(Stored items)

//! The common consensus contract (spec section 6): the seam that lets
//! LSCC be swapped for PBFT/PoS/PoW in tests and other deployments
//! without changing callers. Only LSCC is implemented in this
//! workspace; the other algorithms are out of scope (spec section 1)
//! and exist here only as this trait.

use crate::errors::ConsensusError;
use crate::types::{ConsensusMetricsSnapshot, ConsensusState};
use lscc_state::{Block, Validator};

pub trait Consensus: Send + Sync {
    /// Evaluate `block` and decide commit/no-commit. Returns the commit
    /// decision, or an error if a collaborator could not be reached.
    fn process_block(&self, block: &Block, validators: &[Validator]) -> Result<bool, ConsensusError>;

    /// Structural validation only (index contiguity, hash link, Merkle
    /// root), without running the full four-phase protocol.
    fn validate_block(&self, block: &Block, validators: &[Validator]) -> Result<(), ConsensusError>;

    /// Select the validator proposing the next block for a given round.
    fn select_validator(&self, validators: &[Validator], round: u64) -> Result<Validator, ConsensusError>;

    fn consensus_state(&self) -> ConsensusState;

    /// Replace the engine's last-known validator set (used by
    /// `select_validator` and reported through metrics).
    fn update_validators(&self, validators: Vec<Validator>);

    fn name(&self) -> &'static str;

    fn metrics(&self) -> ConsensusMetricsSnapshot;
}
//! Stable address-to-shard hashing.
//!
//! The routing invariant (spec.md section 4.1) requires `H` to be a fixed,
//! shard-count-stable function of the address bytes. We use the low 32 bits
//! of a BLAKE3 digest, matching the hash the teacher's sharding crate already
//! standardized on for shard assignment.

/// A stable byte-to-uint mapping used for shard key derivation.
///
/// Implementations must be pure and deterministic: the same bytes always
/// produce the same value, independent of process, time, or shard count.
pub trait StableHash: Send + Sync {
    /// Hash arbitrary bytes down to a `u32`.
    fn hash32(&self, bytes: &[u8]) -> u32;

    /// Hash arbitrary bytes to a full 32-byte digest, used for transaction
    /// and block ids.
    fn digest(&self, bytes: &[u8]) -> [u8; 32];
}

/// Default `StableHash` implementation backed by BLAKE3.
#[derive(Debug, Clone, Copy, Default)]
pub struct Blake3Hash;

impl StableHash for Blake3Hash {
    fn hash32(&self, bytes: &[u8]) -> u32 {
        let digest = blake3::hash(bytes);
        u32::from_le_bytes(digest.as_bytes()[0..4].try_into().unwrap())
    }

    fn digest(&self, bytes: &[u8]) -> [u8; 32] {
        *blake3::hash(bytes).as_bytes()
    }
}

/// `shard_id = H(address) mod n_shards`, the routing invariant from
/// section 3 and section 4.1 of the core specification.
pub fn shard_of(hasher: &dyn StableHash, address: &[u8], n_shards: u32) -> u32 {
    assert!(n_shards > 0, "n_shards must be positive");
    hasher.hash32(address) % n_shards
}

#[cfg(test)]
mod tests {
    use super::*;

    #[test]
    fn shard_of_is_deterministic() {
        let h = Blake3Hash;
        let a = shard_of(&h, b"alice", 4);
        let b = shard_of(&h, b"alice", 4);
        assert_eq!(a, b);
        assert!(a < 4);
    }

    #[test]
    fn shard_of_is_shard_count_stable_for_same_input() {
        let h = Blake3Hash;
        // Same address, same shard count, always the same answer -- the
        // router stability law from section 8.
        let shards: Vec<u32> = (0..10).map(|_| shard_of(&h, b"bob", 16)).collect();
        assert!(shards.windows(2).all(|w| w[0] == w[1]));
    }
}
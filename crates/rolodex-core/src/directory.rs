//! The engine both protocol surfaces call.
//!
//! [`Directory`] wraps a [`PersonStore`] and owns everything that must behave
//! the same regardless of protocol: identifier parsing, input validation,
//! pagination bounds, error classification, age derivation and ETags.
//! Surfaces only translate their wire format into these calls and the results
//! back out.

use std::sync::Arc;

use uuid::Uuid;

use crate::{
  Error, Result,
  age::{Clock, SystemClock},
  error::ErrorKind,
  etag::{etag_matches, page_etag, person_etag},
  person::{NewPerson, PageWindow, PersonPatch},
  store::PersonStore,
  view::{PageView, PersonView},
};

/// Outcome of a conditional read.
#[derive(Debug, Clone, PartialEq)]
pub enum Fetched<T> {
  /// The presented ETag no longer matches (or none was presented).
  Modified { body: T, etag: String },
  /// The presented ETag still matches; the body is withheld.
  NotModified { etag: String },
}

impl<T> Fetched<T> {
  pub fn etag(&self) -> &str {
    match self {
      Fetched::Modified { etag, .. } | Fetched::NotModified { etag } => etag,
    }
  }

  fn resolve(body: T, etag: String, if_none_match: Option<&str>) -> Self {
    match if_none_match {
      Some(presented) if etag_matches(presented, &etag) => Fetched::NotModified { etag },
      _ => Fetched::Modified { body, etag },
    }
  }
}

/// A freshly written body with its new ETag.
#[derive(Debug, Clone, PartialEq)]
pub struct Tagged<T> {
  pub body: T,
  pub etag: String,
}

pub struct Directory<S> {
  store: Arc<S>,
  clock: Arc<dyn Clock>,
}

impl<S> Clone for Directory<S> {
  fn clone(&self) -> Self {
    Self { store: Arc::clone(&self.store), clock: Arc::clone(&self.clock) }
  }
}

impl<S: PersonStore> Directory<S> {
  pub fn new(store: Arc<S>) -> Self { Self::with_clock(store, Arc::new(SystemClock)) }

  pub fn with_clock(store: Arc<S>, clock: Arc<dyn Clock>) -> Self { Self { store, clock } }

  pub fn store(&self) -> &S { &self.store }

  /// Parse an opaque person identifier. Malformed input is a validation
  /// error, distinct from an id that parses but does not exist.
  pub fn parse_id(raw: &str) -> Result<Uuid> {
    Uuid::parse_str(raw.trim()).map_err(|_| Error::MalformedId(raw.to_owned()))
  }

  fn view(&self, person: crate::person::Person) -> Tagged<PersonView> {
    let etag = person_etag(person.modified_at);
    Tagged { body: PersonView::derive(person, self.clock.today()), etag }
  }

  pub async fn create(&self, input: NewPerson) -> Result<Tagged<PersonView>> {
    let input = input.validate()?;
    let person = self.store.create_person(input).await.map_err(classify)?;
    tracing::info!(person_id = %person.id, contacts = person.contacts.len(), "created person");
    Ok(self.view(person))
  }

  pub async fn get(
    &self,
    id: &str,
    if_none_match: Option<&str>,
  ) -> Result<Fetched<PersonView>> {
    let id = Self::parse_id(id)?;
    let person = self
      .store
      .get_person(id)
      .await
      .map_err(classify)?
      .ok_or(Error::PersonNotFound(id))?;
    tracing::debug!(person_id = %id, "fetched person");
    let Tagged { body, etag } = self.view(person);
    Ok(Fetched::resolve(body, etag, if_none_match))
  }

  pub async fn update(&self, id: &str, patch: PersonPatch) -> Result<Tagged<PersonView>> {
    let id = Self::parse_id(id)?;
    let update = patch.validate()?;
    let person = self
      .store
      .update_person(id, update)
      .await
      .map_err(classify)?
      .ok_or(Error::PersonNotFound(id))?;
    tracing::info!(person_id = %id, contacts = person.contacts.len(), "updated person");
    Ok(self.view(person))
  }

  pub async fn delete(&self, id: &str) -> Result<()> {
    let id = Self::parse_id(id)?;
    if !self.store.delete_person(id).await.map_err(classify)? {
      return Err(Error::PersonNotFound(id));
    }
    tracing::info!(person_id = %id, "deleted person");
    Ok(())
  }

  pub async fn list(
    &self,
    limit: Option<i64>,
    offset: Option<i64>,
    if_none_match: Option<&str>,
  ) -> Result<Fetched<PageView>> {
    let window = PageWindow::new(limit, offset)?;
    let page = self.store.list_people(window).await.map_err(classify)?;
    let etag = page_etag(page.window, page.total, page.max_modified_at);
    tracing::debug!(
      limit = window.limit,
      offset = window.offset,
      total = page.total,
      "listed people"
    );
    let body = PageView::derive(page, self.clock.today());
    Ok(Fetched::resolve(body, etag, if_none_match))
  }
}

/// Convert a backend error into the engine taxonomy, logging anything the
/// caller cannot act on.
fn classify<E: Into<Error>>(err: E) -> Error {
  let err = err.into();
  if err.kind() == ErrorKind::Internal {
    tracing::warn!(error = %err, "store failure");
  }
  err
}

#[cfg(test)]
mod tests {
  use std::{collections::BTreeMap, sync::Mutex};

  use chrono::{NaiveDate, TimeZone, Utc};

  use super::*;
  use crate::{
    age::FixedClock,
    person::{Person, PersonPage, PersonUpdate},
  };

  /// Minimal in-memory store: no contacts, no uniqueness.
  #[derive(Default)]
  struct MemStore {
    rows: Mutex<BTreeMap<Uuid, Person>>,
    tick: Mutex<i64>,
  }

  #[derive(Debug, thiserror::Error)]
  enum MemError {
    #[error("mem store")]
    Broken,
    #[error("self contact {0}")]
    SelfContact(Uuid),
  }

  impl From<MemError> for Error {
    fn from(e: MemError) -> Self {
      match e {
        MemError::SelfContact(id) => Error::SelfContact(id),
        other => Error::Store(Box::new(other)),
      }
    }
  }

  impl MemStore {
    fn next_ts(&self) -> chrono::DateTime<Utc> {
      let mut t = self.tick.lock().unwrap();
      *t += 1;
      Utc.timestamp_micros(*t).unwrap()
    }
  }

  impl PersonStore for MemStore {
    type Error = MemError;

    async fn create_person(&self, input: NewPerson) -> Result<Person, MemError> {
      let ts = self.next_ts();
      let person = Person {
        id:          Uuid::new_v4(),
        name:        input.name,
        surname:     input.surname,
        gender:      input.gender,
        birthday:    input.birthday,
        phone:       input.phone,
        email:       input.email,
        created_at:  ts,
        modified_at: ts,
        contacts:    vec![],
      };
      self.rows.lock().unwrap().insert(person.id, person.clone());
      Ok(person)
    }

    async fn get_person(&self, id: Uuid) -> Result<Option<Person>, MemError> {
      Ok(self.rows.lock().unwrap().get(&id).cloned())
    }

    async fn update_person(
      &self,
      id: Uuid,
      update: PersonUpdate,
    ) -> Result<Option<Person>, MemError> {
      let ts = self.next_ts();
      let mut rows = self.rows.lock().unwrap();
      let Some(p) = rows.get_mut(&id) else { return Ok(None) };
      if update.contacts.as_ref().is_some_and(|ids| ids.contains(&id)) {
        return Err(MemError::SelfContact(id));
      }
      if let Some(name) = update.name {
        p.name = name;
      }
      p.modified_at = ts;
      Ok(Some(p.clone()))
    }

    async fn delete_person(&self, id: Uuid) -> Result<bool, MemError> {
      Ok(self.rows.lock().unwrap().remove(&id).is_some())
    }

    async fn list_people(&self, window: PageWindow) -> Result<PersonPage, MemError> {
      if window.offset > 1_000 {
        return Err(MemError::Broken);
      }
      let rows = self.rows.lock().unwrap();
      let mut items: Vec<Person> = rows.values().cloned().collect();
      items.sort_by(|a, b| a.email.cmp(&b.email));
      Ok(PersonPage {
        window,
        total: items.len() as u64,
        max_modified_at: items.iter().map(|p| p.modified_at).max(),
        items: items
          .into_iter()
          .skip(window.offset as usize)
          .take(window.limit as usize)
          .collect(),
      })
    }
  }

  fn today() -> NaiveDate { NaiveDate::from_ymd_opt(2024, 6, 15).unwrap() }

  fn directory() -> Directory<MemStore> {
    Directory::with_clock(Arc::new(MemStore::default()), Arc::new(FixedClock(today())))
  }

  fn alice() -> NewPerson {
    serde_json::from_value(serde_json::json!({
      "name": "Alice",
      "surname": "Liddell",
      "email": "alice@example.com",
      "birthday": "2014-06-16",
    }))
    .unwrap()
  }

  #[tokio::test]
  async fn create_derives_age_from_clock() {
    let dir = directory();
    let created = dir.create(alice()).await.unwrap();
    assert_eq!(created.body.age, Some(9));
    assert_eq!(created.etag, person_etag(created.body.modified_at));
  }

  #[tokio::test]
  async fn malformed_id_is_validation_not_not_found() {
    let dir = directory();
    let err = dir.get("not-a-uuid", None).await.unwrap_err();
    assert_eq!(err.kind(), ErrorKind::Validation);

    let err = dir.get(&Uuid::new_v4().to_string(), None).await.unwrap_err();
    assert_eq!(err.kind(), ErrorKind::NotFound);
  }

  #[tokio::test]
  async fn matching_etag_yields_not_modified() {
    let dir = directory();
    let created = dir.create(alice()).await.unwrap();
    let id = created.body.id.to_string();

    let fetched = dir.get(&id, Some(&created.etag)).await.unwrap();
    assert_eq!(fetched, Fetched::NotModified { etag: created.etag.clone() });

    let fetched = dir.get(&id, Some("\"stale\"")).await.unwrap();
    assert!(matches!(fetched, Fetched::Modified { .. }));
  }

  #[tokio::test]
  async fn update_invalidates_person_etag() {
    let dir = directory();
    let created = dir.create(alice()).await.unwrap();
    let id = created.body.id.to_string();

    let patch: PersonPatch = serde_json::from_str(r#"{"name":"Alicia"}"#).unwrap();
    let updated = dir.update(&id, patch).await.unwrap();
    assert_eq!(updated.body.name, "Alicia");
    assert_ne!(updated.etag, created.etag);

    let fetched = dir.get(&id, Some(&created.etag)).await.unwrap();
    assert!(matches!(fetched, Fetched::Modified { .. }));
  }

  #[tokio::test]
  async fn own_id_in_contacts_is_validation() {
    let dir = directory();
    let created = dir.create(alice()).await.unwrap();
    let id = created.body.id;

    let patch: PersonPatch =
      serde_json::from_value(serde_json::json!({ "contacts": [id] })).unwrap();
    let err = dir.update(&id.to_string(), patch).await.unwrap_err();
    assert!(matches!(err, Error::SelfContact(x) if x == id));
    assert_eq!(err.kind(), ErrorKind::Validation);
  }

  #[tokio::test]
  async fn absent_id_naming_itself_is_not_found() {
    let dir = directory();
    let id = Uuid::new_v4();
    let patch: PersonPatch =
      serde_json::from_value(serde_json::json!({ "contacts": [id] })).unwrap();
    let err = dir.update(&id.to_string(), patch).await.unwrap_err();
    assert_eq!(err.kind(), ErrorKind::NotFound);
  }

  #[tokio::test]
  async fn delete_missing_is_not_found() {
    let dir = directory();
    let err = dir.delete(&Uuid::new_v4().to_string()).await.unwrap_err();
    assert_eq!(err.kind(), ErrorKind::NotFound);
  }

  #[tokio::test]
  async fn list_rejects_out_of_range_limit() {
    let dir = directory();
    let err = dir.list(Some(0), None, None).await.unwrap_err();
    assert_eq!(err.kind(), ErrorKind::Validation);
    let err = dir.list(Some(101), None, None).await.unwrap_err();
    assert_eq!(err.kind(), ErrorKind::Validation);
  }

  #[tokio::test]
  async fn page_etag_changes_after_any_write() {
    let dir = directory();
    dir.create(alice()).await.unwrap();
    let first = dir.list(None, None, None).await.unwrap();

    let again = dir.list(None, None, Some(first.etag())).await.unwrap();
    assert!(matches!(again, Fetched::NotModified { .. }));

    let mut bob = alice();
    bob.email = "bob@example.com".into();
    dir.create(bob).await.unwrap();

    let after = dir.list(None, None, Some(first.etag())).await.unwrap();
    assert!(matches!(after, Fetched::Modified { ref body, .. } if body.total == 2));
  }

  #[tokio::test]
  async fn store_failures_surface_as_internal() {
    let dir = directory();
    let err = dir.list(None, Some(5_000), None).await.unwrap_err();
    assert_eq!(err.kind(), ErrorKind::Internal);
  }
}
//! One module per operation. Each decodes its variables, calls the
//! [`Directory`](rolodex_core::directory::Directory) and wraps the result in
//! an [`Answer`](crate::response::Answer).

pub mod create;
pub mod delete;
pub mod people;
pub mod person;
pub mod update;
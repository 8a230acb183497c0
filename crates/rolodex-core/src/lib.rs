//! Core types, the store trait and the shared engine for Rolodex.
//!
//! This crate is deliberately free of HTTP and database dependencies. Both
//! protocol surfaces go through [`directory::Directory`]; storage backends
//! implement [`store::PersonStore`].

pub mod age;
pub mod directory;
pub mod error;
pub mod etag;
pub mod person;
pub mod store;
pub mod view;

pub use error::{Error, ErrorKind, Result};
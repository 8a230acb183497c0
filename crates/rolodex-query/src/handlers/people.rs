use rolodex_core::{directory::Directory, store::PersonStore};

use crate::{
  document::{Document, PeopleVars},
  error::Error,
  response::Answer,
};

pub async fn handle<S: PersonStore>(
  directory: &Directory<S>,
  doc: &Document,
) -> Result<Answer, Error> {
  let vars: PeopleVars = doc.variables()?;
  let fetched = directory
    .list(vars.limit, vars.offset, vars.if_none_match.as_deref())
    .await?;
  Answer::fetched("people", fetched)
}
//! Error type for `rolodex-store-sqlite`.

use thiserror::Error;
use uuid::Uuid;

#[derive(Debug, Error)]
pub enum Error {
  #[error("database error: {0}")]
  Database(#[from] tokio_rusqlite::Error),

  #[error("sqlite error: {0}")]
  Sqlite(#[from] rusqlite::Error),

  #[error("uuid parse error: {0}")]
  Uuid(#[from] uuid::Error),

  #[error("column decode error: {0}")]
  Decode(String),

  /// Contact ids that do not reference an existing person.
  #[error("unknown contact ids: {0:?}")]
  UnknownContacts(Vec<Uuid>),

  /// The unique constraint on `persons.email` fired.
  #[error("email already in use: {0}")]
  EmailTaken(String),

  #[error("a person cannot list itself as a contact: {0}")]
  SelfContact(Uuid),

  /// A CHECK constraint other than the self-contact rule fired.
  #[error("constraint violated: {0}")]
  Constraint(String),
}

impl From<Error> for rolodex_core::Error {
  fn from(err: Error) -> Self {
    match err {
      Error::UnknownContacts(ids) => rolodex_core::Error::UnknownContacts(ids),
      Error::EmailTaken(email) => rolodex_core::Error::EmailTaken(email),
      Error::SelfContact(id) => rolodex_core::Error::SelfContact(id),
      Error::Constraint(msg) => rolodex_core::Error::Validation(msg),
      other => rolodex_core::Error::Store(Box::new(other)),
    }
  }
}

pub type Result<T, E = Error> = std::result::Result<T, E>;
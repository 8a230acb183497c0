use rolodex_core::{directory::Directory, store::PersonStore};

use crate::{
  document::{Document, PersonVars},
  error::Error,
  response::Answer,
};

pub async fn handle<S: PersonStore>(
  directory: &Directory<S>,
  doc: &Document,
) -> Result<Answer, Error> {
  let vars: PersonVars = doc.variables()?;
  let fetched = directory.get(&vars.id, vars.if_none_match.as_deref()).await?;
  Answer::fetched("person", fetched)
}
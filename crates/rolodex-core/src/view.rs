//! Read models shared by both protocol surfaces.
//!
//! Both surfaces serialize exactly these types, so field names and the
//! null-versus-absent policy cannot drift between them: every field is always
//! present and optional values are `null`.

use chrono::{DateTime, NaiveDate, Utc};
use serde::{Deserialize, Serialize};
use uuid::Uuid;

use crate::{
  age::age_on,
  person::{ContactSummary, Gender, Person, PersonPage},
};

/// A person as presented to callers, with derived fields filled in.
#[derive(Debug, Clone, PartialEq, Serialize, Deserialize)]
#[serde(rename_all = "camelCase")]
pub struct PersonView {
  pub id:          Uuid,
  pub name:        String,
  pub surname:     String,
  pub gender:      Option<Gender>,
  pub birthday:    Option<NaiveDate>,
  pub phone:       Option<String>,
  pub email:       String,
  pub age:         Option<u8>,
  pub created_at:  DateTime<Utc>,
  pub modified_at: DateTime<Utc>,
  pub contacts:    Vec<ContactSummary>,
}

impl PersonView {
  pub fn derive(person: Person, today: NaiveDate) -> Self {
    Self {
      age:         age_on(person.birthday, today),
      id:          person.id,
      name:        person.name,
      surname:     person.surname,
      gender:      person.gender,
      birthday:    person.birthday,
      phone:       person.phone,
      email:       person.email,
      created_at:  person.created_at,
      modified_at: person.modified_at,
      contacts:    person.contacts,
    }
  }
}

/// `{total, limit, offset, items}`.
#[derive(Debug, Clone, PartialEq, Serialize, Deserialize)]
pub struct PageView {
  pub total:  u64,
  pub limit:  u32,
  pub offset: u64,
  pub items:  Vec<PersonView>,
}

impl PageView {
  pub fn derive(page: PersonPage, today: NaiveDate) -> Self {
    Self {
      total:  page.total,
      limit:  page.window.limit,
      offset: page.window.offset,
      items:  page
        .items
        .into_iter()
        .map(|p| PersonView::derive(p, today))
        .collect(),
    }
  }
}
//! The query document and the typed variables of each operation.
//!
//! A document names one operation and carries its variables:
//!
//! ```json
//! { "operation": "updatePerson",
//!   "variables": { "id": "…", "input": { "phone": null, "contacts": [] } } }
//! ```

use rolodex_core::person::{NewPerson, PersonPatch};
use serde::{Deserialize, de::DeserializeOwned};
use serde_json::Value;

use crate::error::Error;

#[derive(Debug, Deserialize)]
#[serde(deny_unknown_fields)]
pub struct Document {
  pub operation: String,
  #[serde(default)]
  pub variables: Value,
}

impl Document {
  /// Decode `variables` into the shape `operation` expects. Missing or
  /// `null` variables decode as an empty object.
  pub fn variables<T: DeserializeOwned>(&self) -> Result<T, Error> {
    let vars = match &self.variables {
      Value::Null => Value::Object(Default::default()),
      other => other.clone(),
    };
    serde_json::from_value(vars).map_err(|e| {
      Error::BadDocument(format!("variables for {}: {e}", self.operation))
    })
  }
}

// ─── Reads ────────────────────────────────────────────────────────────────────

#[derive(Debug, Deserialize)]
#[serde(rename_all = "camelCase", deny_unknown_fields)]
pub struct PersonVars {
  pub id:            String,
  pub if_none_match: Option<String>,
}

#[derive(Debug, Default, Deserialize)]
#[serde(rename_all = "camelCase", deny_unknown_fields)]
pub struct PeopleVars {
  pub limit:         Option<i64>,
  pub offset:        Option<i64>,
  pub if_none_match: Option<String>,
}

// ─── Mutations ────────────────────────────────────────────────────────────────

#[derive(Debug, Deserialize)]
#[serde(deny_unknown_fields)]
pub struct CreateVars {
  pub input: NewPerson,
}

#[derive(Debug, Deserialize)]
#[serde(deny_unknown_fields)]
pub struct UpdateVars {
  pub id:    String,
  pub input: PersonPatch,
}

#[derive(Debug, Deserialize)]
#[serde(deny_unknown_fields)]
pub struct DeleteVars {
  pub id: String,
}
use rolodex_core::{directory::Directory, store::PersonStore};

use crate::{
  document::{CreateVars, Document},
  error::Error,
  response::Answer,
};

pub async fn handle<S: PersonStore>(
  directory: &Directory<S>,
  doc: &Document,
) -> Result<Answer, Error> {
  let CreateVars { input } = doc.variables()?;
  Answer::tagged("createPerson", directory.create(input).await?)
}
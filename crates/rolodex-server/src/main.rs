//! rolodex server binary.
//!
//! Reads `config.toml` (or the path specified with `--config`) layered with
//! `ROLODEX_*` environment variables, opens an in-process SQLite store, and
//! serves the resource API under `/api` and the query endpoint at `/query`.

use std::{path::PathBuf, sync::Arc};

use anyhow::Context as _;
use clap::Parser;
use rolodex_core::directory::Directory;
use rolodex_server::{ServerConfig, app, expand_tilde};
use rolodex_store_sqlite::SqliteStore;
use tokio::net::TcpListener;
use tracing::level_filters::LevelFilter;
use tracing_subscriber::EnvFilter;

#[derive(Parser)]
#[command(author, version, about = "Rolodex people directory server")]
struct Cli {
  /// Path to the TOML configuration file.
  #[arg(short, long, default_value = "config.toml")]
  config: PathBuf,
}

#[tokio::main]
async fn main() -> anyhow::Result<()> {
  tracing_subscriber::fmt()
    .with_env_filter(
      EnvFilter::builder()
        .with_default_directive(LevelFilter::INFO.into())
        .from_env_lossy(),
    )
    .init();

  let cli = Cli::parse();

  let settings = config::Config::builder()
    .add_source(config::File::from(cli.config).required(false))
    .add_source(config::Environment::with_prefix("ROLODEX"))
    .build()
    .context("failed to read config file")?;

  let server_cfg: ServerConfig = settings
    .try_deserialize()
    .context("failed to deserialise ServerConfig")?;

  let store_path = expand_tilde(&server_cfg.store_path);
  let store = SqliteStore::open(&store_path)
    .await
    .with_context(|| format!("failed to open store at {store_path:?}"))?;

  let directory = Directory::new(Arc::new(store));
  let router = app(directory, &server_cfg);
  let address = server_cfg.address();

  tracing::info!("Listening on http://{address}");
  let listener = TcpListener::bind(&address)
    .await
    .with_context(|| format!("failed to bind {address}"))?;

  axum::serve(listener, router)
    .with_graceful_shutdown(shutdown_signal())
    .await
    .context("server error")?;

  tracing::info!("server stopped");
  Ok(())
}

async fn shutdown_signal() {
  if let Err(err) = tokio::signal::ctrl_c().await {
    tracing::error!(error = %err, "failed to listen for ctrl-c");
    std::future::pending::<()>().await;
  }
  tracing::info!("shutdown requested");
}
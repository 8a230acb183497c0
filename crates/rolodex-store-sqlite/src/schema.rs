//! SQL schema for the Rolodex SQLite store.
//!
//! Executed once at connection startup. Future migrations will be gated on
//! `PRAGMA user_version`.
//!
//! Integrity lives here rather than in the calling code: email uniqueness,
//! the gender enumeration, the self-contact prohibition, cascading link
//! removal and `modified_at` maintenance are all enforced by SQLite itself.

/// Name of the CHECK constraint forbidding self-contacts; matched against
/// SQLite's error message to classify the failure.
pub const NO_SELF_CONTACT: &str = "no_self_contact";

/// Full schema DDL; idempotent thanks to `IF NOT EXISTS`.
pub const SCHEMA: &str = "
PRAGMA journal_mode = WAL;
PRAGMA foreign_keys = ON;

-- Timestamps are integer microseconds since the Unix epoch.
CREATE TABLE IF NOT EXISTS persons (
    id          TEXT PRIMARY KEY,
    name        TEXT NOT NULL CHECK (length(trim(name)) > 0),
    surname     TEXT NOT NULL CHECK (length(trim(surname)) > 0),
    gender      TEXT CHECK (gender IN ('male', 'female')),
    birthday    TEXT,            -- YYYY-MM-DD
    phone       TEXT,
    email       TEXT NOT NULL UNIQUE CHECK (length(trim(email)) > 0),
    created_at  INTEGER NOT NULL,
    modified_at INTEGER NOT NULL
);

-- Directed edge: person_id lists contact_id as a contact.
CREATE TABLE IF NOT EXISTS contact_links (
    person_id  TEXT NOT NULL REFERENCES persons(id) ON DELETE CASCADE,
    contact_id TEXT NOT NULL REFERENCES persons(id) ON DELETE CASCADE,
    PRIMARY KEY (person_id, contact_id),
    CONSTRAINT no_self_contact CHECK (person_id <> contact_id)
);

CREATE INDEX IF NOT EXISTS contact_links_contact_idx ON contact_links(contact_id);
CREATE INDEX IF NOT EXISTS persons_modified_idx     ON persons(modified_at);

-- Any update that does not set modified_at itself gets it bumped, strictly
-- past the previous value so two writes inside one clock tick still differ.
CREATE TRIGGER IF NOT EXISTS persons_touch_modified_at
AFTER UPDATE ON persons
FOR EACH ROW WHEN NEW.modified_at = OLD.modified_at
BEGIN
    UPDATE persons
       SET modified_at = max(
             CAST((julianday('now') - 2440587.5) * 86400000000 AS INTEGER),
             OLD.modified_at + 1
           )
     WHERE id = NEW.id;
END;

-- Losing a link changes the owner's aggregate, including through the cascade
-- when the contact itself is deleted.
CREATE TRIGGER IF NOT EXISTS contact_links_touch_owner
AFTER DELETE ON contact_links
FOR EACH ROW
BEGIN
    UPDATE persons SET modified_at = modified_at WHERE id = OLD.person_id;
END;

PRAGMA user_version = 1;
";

=== Work to complete ===
Taking the entries above, write out exactly the lines starting with the line containing "async fn shutdown_signal()" and going on through the line containing "filename crates/rolodex-store-sqlite/src/schema.rs", both included, and nothing else.

=== Answer ===
async fn shutdown_signal() {
  if let Err(err) = tokio::signal::ctrl_c().await {
    tracing::error!(error = %err, "failed to listen for ctrl-c");
    std::future::pending::<()>().await;
  }
  tracing::info!("shutdown requested");
}
repository 8a230acb183497c0
filename crates/rolodex-store-sqlite/src/schema.rs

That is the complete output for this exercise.